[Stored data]

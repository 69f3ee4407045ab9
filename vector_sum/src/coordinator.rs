use std::{
    io::{self, Write},
    num::NonZeroUsize,
    sync::{Arc, Mutex},
};

use collective::WorkerSet;
use log::{debug, info};

use crate::{
    Result, SumErr,
    alloc::BufferAlloc,
    generation::VecGen,
    layout::BlockLayout,
    sum::vector_sum_into,
};

/// The rank that holds the full-length vectors.
pub const ORIGIN: usize = 0;

/// Where the origin writes the one line describing a collective failure.
pub type DiagSink = Arc<Mutex<dyn Write + Send>>;

const CONFIGURE: &str = "configure";
const ALLOCATE_VECTORS: &str = "allocate_vectors";
const READ_VECTOR: &str = "read_vector";
const COLLECT_VECTOR: &str = "collect_vector";

const LOCAL_ARRAYS: &str = "can't allocate local arrays";
const TEMPORARY_VECTOR: &str = "can't allocate temporary vector";

/// Runs one block-distributed vector sum on a single worker.
///
/// Every worker of the set runs its own `Coordinator` and they all go through the same
/// collective steps: configure, allocate, distribute, compute and collect. Any failure
/// before a scatter or gather is agreed upon by the whole set, so either every worker
/// proceeds or every worker returns the same `SumErr::Aborted`.
pub struct Coordinator<W, A> {
    ws: W,
    alloc: A,
    order: usize,
    diag: DiagSink,
}

impl<W: WorkerSet<f64>, A: BufferAlloc> Coordinator<W, A> {
    /// Creates a new `Coordinator`.
    ///
    /// # Arguments
    /// * `ws` - This worker's handle to the worker set.
    /// * `alloc` - Where this worker's buffers come from.
    /// * `order` - The length of the full vectors.
    ///
    /// # Returns
    /// A new `Coordinator` reporting failures to standard error.
    pub fn new(ws: W, alloc: A, order: usize) -> Self {
        let diag: DiagSink = Arc::new(Mutex::new(io::stderr()));

        Self {
            ws,
            alloc,
            order,
            diag,
        }
    }

    /// Replaces the sink the origin writes its diagnostic line to.
    pub fn with_diagnostics(mut self, diag: DiagSink) -> Self {
        self.diag = diag;
        self
    }

    fn is_origin(&self) -> bool {
        self.ws.rank() == ORIGIN
    }

    /// Computes `z = x + y`, with `x` and `y` drawn from `vec_gen` on the origin.
    ///
    /// # Arguments
    /// * `vec_gen` - The input source, only the origin's is used.
    ///
    /// # Returns
    /// The full sum on the origin, `None` on every other worker, or the error the
    /// whole worker set agreed on.
    pub async fn run<G>(&mut self, vec_gen: Option<&mut G>) -> Result<Option<Vec<f64>>>
    where
        G: VecGen + Send,
    {
        let rank = self.ws.rank();

        let layout = self.configure();
        let layout = self
            .agree_on(layout, CONFIGURE, "worker set disagrees on the vector layout")
            .await?;
        let block_len = layout.block_len();
        debug!("rank {rank} owns {:?}", layout.block_range(rank));

        let local = self.allocate_local(block_len);
        let (mut local_x, mut local_y, mut local_z) =
            self.agree_on(local, ALLOCATE_VECTORS, LOCAL_ARRAYS).await?;

        let inputs = self.read_inputs(vec_gen, layout.order());
        let inputs = self
            .agree_on(inputs, READ_VECTOR, "origin couldn't produce the input vectors")
            .await?;

        let full_x = inputs.as_ref().map(|(x, _)| x.as_slice());
        self.ws.scatter(full_x, &mut local_x, ORIGIN).await?;
        let full_y = inputs.as_ref().map(|(_, y)| y.as_slice());
        self.ws.scatter(full_y, &mut local_y, ORIGIN).await?;
        drop(inputs);

        vector_sum_into(&local_x, &local_y, &mut local_z);
        debug!("rank {rank} summed its block");

        // Only the origin needs room for the whole output.
        let out = if self.is_origin() {
            self.alloc
                .alloc(layout.order())
                .map(Some)
                .ok_or_else(|| TEMPORARY_VECTOR.to_string())
        } else {
            Ok(None)
        };
        let mut out = self.agree_on(out, COLLECT_VECTOR, TEMPORARY_VECTOR).await?;

        self.ws.gather(&local_z, out.as_deref_mut(), ORIGIN).await?;

        if self.is_origin() {
            info!("collected {} elements from {} workers", layout.order(), layout.workers());
        }

        Ok(out)
    }

    fn configure(&self) -> std::result::Result<BlockLayout, String> {
        let workers = NonZeroUsize::new(self.ws.size()).ok_or("empty worker set")?;
        BlockLayout::new(self.order, workers)
    }

    fn allocate_local(
        &self,
        block_len: usize,
    ) -> std::result::Result<(Vec<f64>, Vec<f64>, Vec<f64>), String> {
        let x = self.alloc.alloc(block_len);
        let y = self.alloc.alloc(block_len);
        let z = self.alloc.alloc(block_len);

        match (x, y, z) {
            (Some(x), Some(y), Some(z)) => Ok((x, y, z)),
            _ => Err(LOCAL_ARRAYS.to_string()),
        }
    }

    /// Only the origin materializes the full-length inputs.
    fn read_inputs<G: VecGen>(
        &self,
        vec_gen: Option<&mut G>,
        order: usize,
    ) -> std::result::Result<Option<(Vec<f64>, Vec<f64>)>, String> {
        if !self.is_origin() {
            return Ok(None);
        }

        let vec_gen = vec_gen.ok_or("missing input generator")?;

        let (Some(mut x), Some(mut y)) = (self.alloc.alloc(order), self.alloc.alloc(order)) else {
            return Err(TEMPORARY_VECTOR.to_string());
        };

        if !vec_gen.fill(&mut x) || !vec_gen.fill(&mut y) {
            return Err("can't generate input vector".to_string());
        }

        Ok(Some((x, y)))
    }

    /// Combines this worker's outcome of a step with everyone else's.
    ///
    /// # Arguments
    /// * `local` - This worker's outcome, the error being the reason it can't go on.
    /// * `step` - The name of the step.
    /// * `fallback` - The reason to report when this worker succeeded but another one didn't.
    ///
    /// # Returns
    /// The local value if every worker succeeded, `SumErr::Aborted` otherwise.
    async fn agree_on<T: Send>(
        &mut self,
        local: std::result::Result<T, String>,
        step: &'static str,
        fallback: &str,
    ) -> Result<T> {
        let ok = self.ws.agree(local.is_ok()).await?;

        match local {
            Ok(value) if ok => Ok(value),
            Ok(_) => Err(self.abort(step, fallback.to_string())),
            Err(message) => Err(self.abort(step, message)),
        }
    }

    fn abort(&self, step: &'static str, message: String) -> SumErr {
        let rank = self.ws.rank();

        if self.is_origin() {
            // The sink line is the only report a failed collective gets by default.
            debug!("aborting the worker set in {step}: {message}");

            if let Ok(mut sink) = self.diag.lock() {
                let _ = writeln!(sink, "Proc {rank} > In {step}, {message}");
                let _ = sink.flush();
            }
        }

        SumErr::Aborted { step, message }
    }
}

Problem details: Set down all of the data above again, exactly.

Answer space:
repository 69f3ee4407045ab9
filename vector_sum/src/coordinator.rs
use std::{
    io::{self, Write},
    num::NonZeroUsize,
    sync::{Arc, Mutex},
};

use collective::WorkerSet;
use log::{debug, info};

use crate::{
    Result, SumErr,
    alloc::BufferAlloc,
    generation::VecGen,
    layout::BlockLayout,
    sum::vector_sum_into,
};

/// The rank that holds the full-length vectors.
pub const ORIGIN: usize = 0;

/// Where the origin writes the one line describing a collective failure.
pub type DiagSink = Arc<Mutex<dyn Write + Send>>;

const CONFIGURE: &str = "configure";
const ALLOCATE_VECTORS: &str = "allocate_vectors";
const READ_VECTOR: &str = "read_vector";
const COLLECT_VECTOR: &str = "collect_vector";

const LOCAL_ARRAYS: &str = "can't allocate local arrays";
const TEMPORARY_VECTOR: &str = "can't allocate temporary vector";

/// Runs one block-distributed vector sum on a single worker.
///
/// Every worker of the set runs its own `Coordinator` and they all go through the same
/// collective steps: configure, allocate, distribute, compute and collect. Any failure
/// before a scatter or gather is agreed upon by the whole set, so either every worker
/// proceeds or every worker returns the same `SumErr::Aborted`.
pub struct Coordinator<W, A> {
    ws: W,
    alloc: A,
    order: usize,
    diag: DiagSink,
}

impl<W: WorkerSet<f64>, A: BufferAlloc> Coordinator<W, A> {
    /// Creates a new `Coordinator`.
    ///
    /// # Arguments
    /// * `ws` - This worker's handle to the worker set.
    /// * `alloc` - Where this worker's buffers come from.
    /// * `order` - The length of the full vectors.
    ///
    /// # Returns
    /// A new `Coordinator` reporting failures to standard error.
    pub fn new(ws: W, alloc: A, order: usize) -> Self {
        let diag: DiagSink = Arc::new(Mutex::new(io::stderr()));

        Self {
            ws,
            alloc,
            order,
            diag,
        }
    }

    /// Replaces the sink the origin writes its diagnostic line to.
    pub fn with_diagnostics(mut self, diag: DiagSink) -> Self {
        self.diag = diag;
        self
    }

    fn is_origin(&self) -> bool {
        self.ws.rank() == ORIGIN
    }

    /// Computes `z = x + y`, with `x` and `y` drawn from `vec_gen` on the origin.
    ///
    /// # Arguments
    /// * `vec_gen` - The input source, only the origin's is used.
    ///
    /// # Returns
    /// The full sum on the origin, `None` on every other worker, or the error the
    /// whole worker set agreed on.
    pub async fn run<G>(&mut self, vec_gen: Option<&mut G>) -> Result<Option<Vec<f64>>>
    where
        G: VecGen + Send,
    {
        let rank = self.ws.rank();

        let layout = self.configure();
        let layout = self
            .agree_on(layout, CONFIGURE, "worker set disagrees on the vector layout")
            .await?;
        let block_len = layout.block_len();
        debug!("rank {rank} owns {:?}", layout.block_range(rank));

        let local = self.allocate_local(block_len);
        let (mut local_x, mut local_y, mut local_z) =
            self.agree_on(local, ALLOCATE_VECTORS, LOCAL_ARRAYS).await?;

        let inputs = self.read_inputs(vec_gen, layout.order());
        let inputs = self
            .agree_on(inputs, READ_VECTOR, "origin couldn't produce the input vectors")
            .await?;

        let full_x = inputs.as_ref().map(|(x, _)| x.as_slice());
        self.ws.scatter(full_x, &mut local_x, ORIGIN).await?;
        let full_y = inputs.as_ref().map(|(_, y)| y.as_slice());
        self.ws.scatter(full_y, &mut local_y, ORIGIN).await?;
        drop(inputs);

        vector_sum_into(&local_x, &local_y, &mut local_z);
        debug!("rank {rank} summed its block");

        // Only the origin needs room for the whole output.
        let out = if self.is_origin() {
            self.alloc
                .alloc(layout.order())
                .map(Some)
                .ok_or_else(|| TEMPORARY_VECTOR.to_string())
        } else {
            Ok(None)
        };
        let mut out = self.agree_on(out, COLLECT_VECTOR, TEMPORARY_VECTOR).await?;

        self.ws.gather(&local_z, out.as_deref_mut(), ORIGIN).await?;

        if self.is_origin() {
            info!("collected {} elements from {} workers", layout.order(), layout.workers());
        }

        Ok(out)
    }

    fn configure(&self) -> std::result::Result<BlockLayout, String> {
        let workers = NonZeroUsize::new(self.ws.size()).ok_or("empty worker set")?;
        BlockLayout::new(self.order, workers)
    }

    fn allocate_local(
        &self,
        block_len: usize,
    ) -> std::result::Result<(Vec<f64>, Vec<f64>, Vec<f64>), String> {
        let x = self.alloc.alloc(block_len);
        let y = self.alloc.alloc(block_len);
        let z = self.alloc.alloc(block_len);

        match (x, y, z) {
            (Some(x), Some(y), Some(z)) => Ok((x, y, z)),
            _ => Err(LOCAL_ARRAYS.to_string()),
        }
    }

    /// Only the origin materializes the full-length inputs.
    fn read_inputs<G: VecGen>(
        &self,
        vec_gen: Option<&mut G>,
        order: usize,
    ) -> std::result::Result<Option<(Vec<f64>, Vec<f64>)>, String> {
        if !self.is_origin() {
            return Ok(None);
        }

        let vec_gen = vec_gen.ok_or("missing input generator")?;

        let (Some(mut x), Some(mut y)) = (self.alloc.alloc(order), self.alloc.alloc(order)) else {
            return Err(TEMPORARY_VECTOR.to_string());
        };

        if !vec_gen.fill(&mut x) || !vec_gen.fill(&mut y) {
            return Err("can't generate input vector".to_string());
        }

        Ok(Some((x, y)))
    }

    /// Combines this worker's outcome of a step with everyone else's.
    ///
    /// # Arguments
    /// * `local` - This worker's outcome, the error being the reason it can't go on.
    /// * `step` - The name of the step.
    /// * `fallback` - The reason to report when this worker succeeded but another one didn't.
    ///
    /// # Returns
    /// The local value if every worker succeeded, `SumErr::Aborted` otherwise.
    async fn agree_on<T: Send>(
        &mut self,
        local: std::result::Result<T, String>,
        step: &'static str,
        fallback: &str,
    ) -> Result<T> {
        let ok = self.ws.agree(local.is_ok()).await?;

        match local {
            Ok(value) if ok => Ok(value),
            Ok(_) => Err(self.abort(step, fallback.to_string())),
            Err(message) => Err(self.abort(step, message)),
        }
    }

    fn abort(&self, step: &'static str, message: String) -> SumErr {
        let rank = self.ws.rank();

        if self.is_origin() {
            // The sink line is the only report a failed collective gets by default.
            debug!("aborting the worker set in {step}: {message}");

            if let Ok(mut sink) = self.diag.lock() {
                let _ = writeln!(sink, "Proc {rank} > In {step}, {message}");
                let _ = sink.flush();
            }
        }

        SumErr::Aborted { step, message }
    }
}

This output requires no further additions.